El Dr. Llamil Kauak K. cirujano plástico español considera que para realizar una cirugía estética es necesario captar con certeza que la insatisfacción de las personas está basada en una visión coherente de su apariencia. No debe tratarse de una queja puramente emocional, con una visión distorsionada de sí mismo/a, o perseguir un fin distinto que no depende en la realidad de este cambio de apariencia o de forma. Ve como fundamental abordar el aspecto psicológico, pues se trata de un cambio permanente del cuerpo con importante influencia sobre la autoestima e importantes transformaciones en su identidad.

Sin embargo, estas decisiones no sólo suelen estar basadas en nuestras necesidades individuales, sino que son influenciadas tanto por la sociedad y la cultura sin que en muchas ocasiones nos percatemos.

Definición de Belleza

La belleza es entendida según el Diccionario de la Real Academia Española como:

Propiedad de las cosas que hace amarlas, infundiendo en nosotros deleite espiritual. Esta propiedad existe en la naturaleza y en las obras literarias y artísticas.

Mujer notable por su hermosura.

De acuerdo a una investigación realizada por Montaño (2001), denominada Mujer, belleza y psicopatología y presentada en la Revista Colombiana de Psiquiatría, la belleza conforma una parte universal de la experiencia humana y se ha comprobado que la observación de la misma genera placer a los sentidos e incrementa las probabilidades de apareamiento. La sensibilidad a la belleza es proporcionada por estructuras cerebrales filogenéticamente determinadas así como por elementos de tipo sociocultural. Según esta autora, los atributos estéticos han sido propuestos de manera diferente según el momento histórico que se esté viviendo, no obstante, la alternativa de tener al alcance diversos medios de comunicación tanto impresos como audiovisuales ha difundido y complicado el concepto de estética femenina, ya que se han creado modelos de belleza inalcanzables y la mujer se ha sometido a duros métodos de modificaciones de su imagen corporal con la intención de perseguir ese modelo ideal de belleza.

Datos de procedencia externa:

//! SA1503: braces should not be omitted from single-line child statements

use std::sync::Arc;

use log::trace;

use crate::core::{
    CancelToken, Diagnostic, IfStmt, Reporter, Severity, Stmt, SymbolTable, SyntaxTree,
};

use super::{NodeInterest, Rule, RuleDescriptor};

pub const RULE_ID: &str = "SA1503";

const INTERESTS: &[NodeInterest] = &[
    NodeInterest::Conditional,
    NodeInterest::Loop,
    NodeInterest::ResourceScope,
];

/// Flags control-flow constructs whose single-line body is not wrapped in
/// a block.
///
/// Multi-line unbraced bodies are a different rule's concern and are
/// suppressed here, as are conditional chains where any branch is already
/// a block (an inconsistent mix belongs to a separate consistency rule).
pub struct BraceOmissionRule {
    descriptor: RuleDescriptor,
}

impl BraceOmissionRule {
    pub fn new() -> Self {
        Self {
            descriptor: RuleDescriptor {
                id: RULE_ID,
                name: "BracesShouldNotBeOmitted",
                severity: Severity::Warning,
                message_template: "Braces should not be omitted",
                interests: INTERESTS,
            },
        }
    }

    fn walk(&self, stmt: &Stmt, reached_via_else: bool, reporter: &Reporter, cancel: &CancelToken) {
        match stmt {
            Stmt::If(node) => {
                // a conditional reached through an outer `else` link was
                // already covered by the chain walk from its root
                if !reached_via_else {
                    self.check_chain(node, reporter, cancel);
                }
                self.walk(&node.then_branch, false, reporter, cancel);
                if let Some(else_branch) = &node.else_branch {
                    self.walk(else_branch, true, reporter, cancel);
                }
            }
            Stmt::While(node) | Stmt::DoWhile(node) | Stmt::For(node) | Stmt::ForEach(node) => {
                self.check_child_statement(&node.body, reporter);
                self.walk(&node.body, false, reporter, cancel);
            }
            Stmt::Using(node) => {
                // chained resource scopes form one syntactic unit; only the
                // innermost body is checked
                if !matches!(&*node.body, Stmt::Using(_)) {
                    self.check_child_statement(&node.body, reporter);
                }
                self.walk(&node.body, false, reporter, cancel);
            }
            Stmt::Lock(node) => {
                self.check_child_statement(&node.body, reporter);
                self.walk(&node.body, false, reporter, cancel);
            }
            Stmt::Block(node) => {
                for child in &node.statements {
                    if cancel.is_cancelled() {
                        return;
                    }
                    self.walk(child, false, reporter, cancel);
                }
            }
            Stmt::Expr(_) => {}
        }
    }

    /// Reconstruct the full if/else-if/else chain from its root and check
    /// each collected branch
    fn check_chain(&self, root: &IfStmt, reporter: &Reporter, cancel: &CancelToken) {
        let mut clauses: Vec<Arc<Stmt>> = Vec::new();
        let mut current = root;
        loop {
            if cancel.is_cancelled() {
                return;
            }
            clauses.push(Arc::clone(&current.then_branch));
            match &current.else_branch {
                Some(else_branch) => match &**else_branch {
                    Stmt::If(next) => current = next,
                    _ => {
                        clauses.push(Arc::clone(else_branch));
                        break;
                    }
                },
                None => break,
            }
        }
        trace!("conditional chain with {} clauses", clauses.len());

        // any braced branch suppresses the whole chain
        if clauses.iter().any(|clause| clause.is_block()) {
            return;
        }

        for clause in &clauses {
            self.check_child_statement(clause, reporter);
        }
    }

    fn check_child_statement(&self, child: &Stmt, reporter: &Reporter) {
        if child.is_block() {
            return;
        }

        // multi-line unbraced statements are reported by a separate rule
        let span = child.span();
        if span.is_multi_line() {
            return;
        }

        reporter.report(Diagnostic::new(
            self.descriptor.id,
            self.descriptor.severity,
            span,
            self.descriptor.message_template,
        ));
    }
}

impl Default for BraceOmissionRule {
    fn default() -> Self {
        Self::new()
    }
}

impl Rule for BraceOmissionRule {
    fn descriptor(&self) -> &RuleDescriptor {
        &self.descriptor
    }

    fn analyze(
        &self,
        tree: &SyntaxTree,
        _symbols: &SymbolTable,
        reporter: &Reporter,
        cancel: &CancelToken,
    ) {
        for decl in tree.declarations() {
            for method in &decl.methods {
                if cancel.is_cancelled() {
                    return;
                }
                self.walk(&method.body, false, reporter, cancel);
            }
        }
    }
}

Como puede observarse en la estas definiciones, la cualidad de la belleza en nuestra sociedad se espera que sea personificada por las mujeres, mientras que los hombres deben aspirar a poseer mujeres que la personifiquen según Maricarmen Bañuelos (2002). Por tanto, es posible afirmar que la belleza femenina es la que el hombre ha deseado a lo largo de la historia, una visión androcéntrica, desde la óptica del pintor, del fotógrafo, del esposo, del amante, del hijo.

Evolución de los cánones de belleza de la mujer

Siguiendo una investigación realizada por Ramón Pérez Parejo quien pretendía explorar las modificaciones en el ideal de belleza a lo largo de la historia y publicada en el año 2006, se propone que los cánones de belleza han variado como respuesta a asuntos de índole económico y social; por ejemplo, las mujeres ricas de antaño debían mostrarse gordas con la intención de hacer ver que no tenían por qué trabajar y que comían abundantemente.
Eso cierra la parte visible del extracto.